Rozpoczynając pierwszą pracę, pracownik najczęściej nie jest świadomy swoich praw. A tych ma sporo. Jednym z nich jest prawo do urlopu. Dotyczy to jednak tylko tych zatrudnionych, z którymi podpisano umowę o pracę. Jeżeli pracownik zawarł ze swoim pracodawcą umowę zlecenia lub umowę o dzieło (jedną z umów cywilnoprawnych), to nie może liczyć na to, że będą przysługiwały mu płatne dni wolne, chyba że taki zapis znalazł się w podpisywanej umowie.
Urlop wypoczynkowy jest prawem pracownika, a jego udzielenie obowiązkiem pracodawcy. Wszystko dlatego, że każdy zatrudniony ma prawo do „corocznego, nieprzerwanego, płatnego urlopu wypoczynkowego” (art. 152 § 1 Kodeksu pracy). W pierwszym roku pracy osoby zatrudnionej na podstawie umowy o pracę, przysługujące jej dni wolne są jednak naliczane na trochę innych zasadach niż w latach kolejnych.
Wyjątek od zasady
Ustawodawca w Kodeksie pracy dokładnie określił, na jakich zasadach przyznawany jest pracownikowi urlop wypoczynkowy. Zgodnie z art. 153 § 1: „pracownik podejmujący pracę po raz pierwszy, w roku kalendarzowym, w którym podjął pracę, uzyskuje prawo do urlopu z upływem każdego miesiąca pracy, w wymiarze 1/12 wymiaru urlopu przysługującego mu po przepracowaniu roku”.
Oznacza to, że pracodawca powinien naliczać dni wolne swojemu podwładnemu po każdym przepracowanym przez niego miesiącu, mając przy tym na uwadze to, ile dni wolnych będzie mu przysługiwało po przepracowaniu pełnego roku. Ale to swoistego rodzaju wyjątek od ogólnej reguły, zgodnie z którą osoba zatrudniona nabywa prawa do urlopu wypoczynkowego z początkiem roku kalendarzowego.
Wymiar urlopu
W przypadku pracowników zatrudnionych na podstawie umowy o pracę mają zastosowanie przepisy mówiące o wymiarze przysługującego mu urlopu. Zgodnie z nimi pracownik może mieć prawo do 20 lub 26 dni wolnego. Liczba dni zależy wyłącznie od tego, czy jest on zatrudniony krócej niż 10 lat czy też co najmniej 10 lat.
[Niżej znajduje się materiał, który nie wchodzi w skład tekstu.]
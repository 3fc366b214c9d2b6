//! Terminal front end
//!
//! Runs one session from the command line: the mood and duration come from
//! flags, events are printed as they arrive and Ctrl+C finishes breathing
//! early instead of killing the process.

use clap::Parser;
use std::time::Duration;
use tracing::info;

use crate::audio::AudioCoordinator;
use crate::catalog::MOODS;
use crate::config::AppConfig;
use crate::duration::DurationChoice;
use crate::events::{self, EventReceiver, SessionEvent};
use crate::insight::provider_from_config;
use crate::models::{InsightRecord, MoodType};
use crate::session::{SessionError, SessionOrchestrator, SessionPhaseState};

#[derive(Parser, Debug)]
#[command(name = "mindful-moments", version, about)]
pub struct Args {
  /// How you feel right now: calm, anxious, creative, tired, stressed, angry
  #[arg(short, long)]
  pub mood: Option<MoodType>,

  /// Session length: 30s, 1m, 3m or a number of minutes
  #[arg(short, long, default_value = "1m")]
  pub duration: DurationChoice,

  /// Custom length in minutes (1-60), overrides --duration
  #[arg(long)]
  pub minutes: Option<u32>,

  /// Play ambient sound while breathing
  #[arg(long)]
  pub music: bool,

  /// List the moods and their breathing patterns
  #[arg(long)]
  pub list: bool,
}

impl Args {
  fn duration_choice(&self) -> DurationChoice {
    match self.minutes {
      Some(minutes) => DurationChoice::CustomMinutes(minutes),
      None => self.duration,
    }
  }
}

/// ---------------------------------------------------------------------------
/// Session Runner
/// ---------------------------------------------------------------------------

pub async fn run(args: Args, config: AppConfig) -> Result<(), SessionError> {
  if args.list {
    print!("{}", catalog_listing());
    return Ok(());
  }
  let Some(mood) = args.mood else {
    eprint!("Pick a mood with --mood:\n\n{}", catalog_listing());
    return Err(SessionError::NoMoodSelected);
  };

  let provider = provider_from_config(&config);
  let audio = AudioCoordinator::default();
  audio.set_volume(config.volume);

  let (tx, rx) = events::channel();
  let printer = tokio::spawn(print_events(rx));

  let mut session = SessionOrchestrator::new(provider, audio, tx, args.music || config.music_enabled);
  session.select_mood(mood)?;
  session.select_duration(args.duration_choice())?;

  let ctrl_c = session.finish_signal().map(|finish| {
    tokio::spawn(async move {
      if tokio::signal::ctrl_c().await.is_ok() {
        finish.trigger();
      }
    })
  });

  let result = session.complete_breathing().await.map(|_| ());
  if let Some(task) = ctrl_c {
    task.abort();
  }

  if let Some(report) = session.report() {
    info!(
      mood = %report.mood,
      cycles = report.completed_cycles,
      elapsed_ms = report.elapsed_ms,
      reason = ?report.reason,
      "session finished"
    );
  }

  session.reset();
  drop(session);
  let _ = printer.await;
  result
}

async fn print_events(mut rx: EventReceiver) {
  let mut view = EventView::default();
  while let Some(event) = rx.recv().await {
    if let Some(line) = view.render(&event) {
      println!("{}", line);
    }
  }
}

/// ---------------------------------------------------------------------------
/// Rendering
/// ---------------------------------------------------------------------------

/// Turns session events into terminal lines
#[derive(Debug, Default)]
struct EventView {
  remaining: String,
}

impl EventView {
  fn render(&mut self, event: &SessionEvent) -> Option<String> {
    match event {
      SessionEvent::Countdown { remaining } => Some(format!("准备 (Ready)... {}", remaining)),
      SessionEvent::ClockTick { display, .. } => {
        self.remaining = display.clone();
        None
      }
      SessionEvent::Phase {
        label,
        duration_ms,
        pattern_name,
        ..
      } => Some(format!(
        "{:>5}  {:<8} {:>2}s   {}",
        self.remaining,
        label,
        Duration::from_millis(*duration_ms).as_secs(),
        pattern_name
      )),
      SessionEvent::PatternChanged { pattern_name, .. } => Some(format!("-- {} --", pattern_name)),
      SessionEvent::BreathingComplete(completion) => Some(format!(
        "\n结束 (Done): {} cycles in {}s",
        completion.completed_cycles,
        completion.elapsed.as_secs()
      )),
      SessionEvent::StateChanged {
        state: SessionPhaseState::Generating,
      } => Some("正在生成感悟 (Curating your insight)...".to_string()),
      SessionEvent::StateChanged { .. } => None,
      SessionEvent::InsightReady(insight) => Some(format_insight(insight)),
    }
  }
}

fn format_insight(insight: &InsightRecord) -> String {
  format!(
    "\n{}\n\n\"{}\"\n  - {}\n\n提示 (Tip): {}\n",
    insight.haiku, insight.quote, insight.author, insight.tip
  )
}

fn catalog_listing() -> String {
  let mut out = String::new();
  for profile in MOODS.iter() {
    out.push_str(&format!(
      "{:<9} {:<18} {:>2}s cycle  {}\n",
      profile.id.as_str(),
      profile.pattern.name,
      profile.pattern.cycle_duration().as_secs(),
      profile.pattern.description
    ));
  }
  out
}

/// ---------------------------------------------------------------------------
/// Tests
/// ---------------------------------------------------------------------------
Pracownicy dopiero rozpoczynający swoją pracę zawodową, podejmujący pierwszą pracę, nawet jeżeli ukończyli studia, będą mieć prawo do 20 dni urlopu. Jak jednak wspomniano, ten podział będzie miał zastosowanie wówczas, gdy pracownik przepracuje pierwszy rok, bo w pierwszym roku informacja ta niezbędna jest wyłącznie do obliczenia, ilu dni wolnych pracodawca powinien udzielić swojemu podwładnemu.
Po każdy miesiącu czy może łącznie?
Nie ma przeszkód, by pracownik wnioskował o dni wolne po każdym przepracowanym miesiącu. W praktyce jednak większość zatrudnionych najchętniej korzysta z urlopu w okresie wakacyjnym. Również takie rozwiązanie jest do przyjęcia – pracownik może gromadzić przysługujące mu dni i wykorzystać je w porze wakacji zarówno letnich, jak i zimowych.
Jeżeli pracownik zdecyduje się na łączne wykorzystanie przysługujących mu dni, to musi pamiętać o tym, by poinformować odpowiednio wcześniej pracodawcę o planowanym terminie urlopu. Jest to szczególnie istotne, gdy w zakładzie pracy zatrudnionych jest kilka czy nawet kilkanaście osób. Dla większości pracodawców takie informacje są cenne, gdyż pozwalają rozplanować pracę. W praktyce oznacza to, że może on przygotować się do sezonu urlopowego odpowiednio wcześniej i np. zatrudnić dodatkowych pracowników sezonowych.